• Spontan nach Balderschwang

    February 22 in Germany ⋅ ☁️ 7 °C

    Eine Woche Ferien. Eine ganze Woche! Der grobe Plan war eigentlich klar: etwas Skating, viel frische Bergluft und abends angenehm müde ins Bett fallen.
    Und dann kam der Samstag. Genauer gesagt: der Samstagnachmittag. Ziemlich kurzfristig, leicht unvernünftig und genau darum typisch für uns, entschieden wir: Wir fahren doch noch los. Ziel: der Stellplatz beim Schwabenhof. Schneesicher, wunderschön gelegen und bekannt für gutes Essen, was will man mehr?
    Die Wetterprognose versprach allerdings wenig Winterromantik: warm und regnerisch. Nicht gerade das, was man sich für Wintersport wünscht. Aber gut, wir wollten es trotzdem versuchen.
    Wir kamen im Dunkeln an, begleitet von starkem Schneeregen, der eher quer als von oben fiel. Kurz parkiert, Motor aus und sofort winterlich eingerichtet. Knutschi war in kürzester Zeit gemütlich, warm und bereit für die Nacht.
    Diese war ruhig. Sehr ruhig. Und genau deshalb schliefen wir am Sonntag ausgiebig aus. Kein Wecker, kein Zeitdruck, einfach nur ausschlafen. Danach gab es einen ausgedehnten Sonntagsbrunch, wie er im Buche steht.
    Als wir später bei strahlendem Sonnenschein noch eine Runde spazieren gingen, merkten wir schnell: Es ist erstaunlich warm. So warm, dass die Skating-Ski beleidigt in der Garage blieben. Wintersport verschoben zumindest mental.
    Zurück beim Wohnmobil saßen wir noch lange draußen, genossen die Sonne und die Ruhe. Diese Stille, dieses Nichts-müssen, genau dafür sind wir hier.
    Weniger schön war allerdings das Internet. Oder besser gesagt: dessen Abwesenheit.
    Sehr langsam, oft unterbrochen, zeitweise gar kein Netz. Das WLAN vom Schwabenhof war zwar vorhanden, aber leider ebenfalls sehr begrenzt.

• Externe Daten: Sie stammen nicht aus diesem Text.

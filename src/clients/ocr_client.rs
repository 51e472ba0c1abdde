/// OCR HTTP 客户端
///
/// 把 JPEG 数据 POST 到配置的识别服务，解析返回的文本
use std::time::Duration;

use anyhow::{Context, Result};
use async_trait::async_trait;
use reqwest::header::CONTENT_TYPE;
use serde::Deserialize;
use tracing::debug;

use crate::config::Config;
use crate::services::TextExtractor;

#[derive(Debug, Deserialize)]
struct OcrResponse {
    #[serde(alias = "extractedText", alias = "ParsedText")]
    text: String,
}

/// OCR 客户端
pub struct HttpOcrClient {
    http: reqwest::Client,
    endpoint: String,
    api_key: Option<String>,
}

impl HttpOcrClient {
    pub fn new(config: &Config) -> Result<Self> {
        let http = reqwest::Client::builder()
            .timeout(Duration::from_secs(config.request_timeout_secs))
            .build()
            .context("无法创建 HTTP 客户端")?;

        Ok(Self {
            http,
            endpoint: config.ocr_api_url.clone(),
            api_key: config.ocr_api_key.clone(),
        })
    }
}

#[async_trait]
impl TextExtractor for HttpOcrClient {
    async fn extract_text(&self, jpeg: &[u8]) -> Result<String> {
        debug!("正在调用 OCR 服务: {} ({} 字节)", self.endpoint, jpeg.len());

        let mut request = self
            .http
            .post(&self.endpoint)
            .header(CONTENT_TYPE, "image/jpeg")
            .body(jpeg.to_vec());
        if let Some(key) = &self.api_key {
            request = request.bearer_auth(key);
        }

        let response = request
            .send()
            .await
            .with_context(|| format!("OCR 请求失败: {}", self.endpoint))?
            .error_for_status()
            .context("OCR 服务返回错误状态")?;

        let body: OcrResponse = response.json().await.context("无法解析 OCR 响应")?;
        Ok(body.text)
    }
}

#[cfg(test)]
mod tests {
    use super::*;

    #[test]
    fn test_response_aliases() {
        let a: OcrResponse = serde_json::from_str(r#"{"text": "hello"}"#).unwrap();
        let b: OcrResponse = serde_json::from_str(r#"{"extractedText": "hello"}"#).unwrap();
        assert_eq!(a.text, b.text);
    }

    #[tokio::test]
    async fn test_unreachable_endpoint_is_an_error() {
        let config = Config {
            ocr_api_url: "http://127.0.0.1:9/ocr".to_string(),
            request_timeout_secs: 2,
            ..Config::default()
        };
        let client = HttpOcrClient::new(&config).unwrap();
        assert!(client.extract_text(&[0xFF, 0xD8]).await.is_err());
    }
}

Das bringt uns ins Grübeln, denn Rolf ist für seine Arbeit auf eine stabile Internetverbindung angewiesen.
    Wir können uns beide nicht erinnern, dass der Empfang hier jemals so schlecht war und wir waren wirklich nicht zum ersten Mal in Balderschwang. Ob es am Wetter liegt, an den Bergen oder einfach an einem schlechten Tag für die Technik? Keine Ahnung.
    Nun stehen wir vor der Frage: Bleiben oder weiterfahren?
    Die Ruhe hier ist unbezahlbar, aber ohne Internet wird es schwierig.
    Für den Moment genießen wir trotzdem die Sonne, die Stille und unser mobiles Zuhause.
    Alles Weitere entscheiden wir morgen.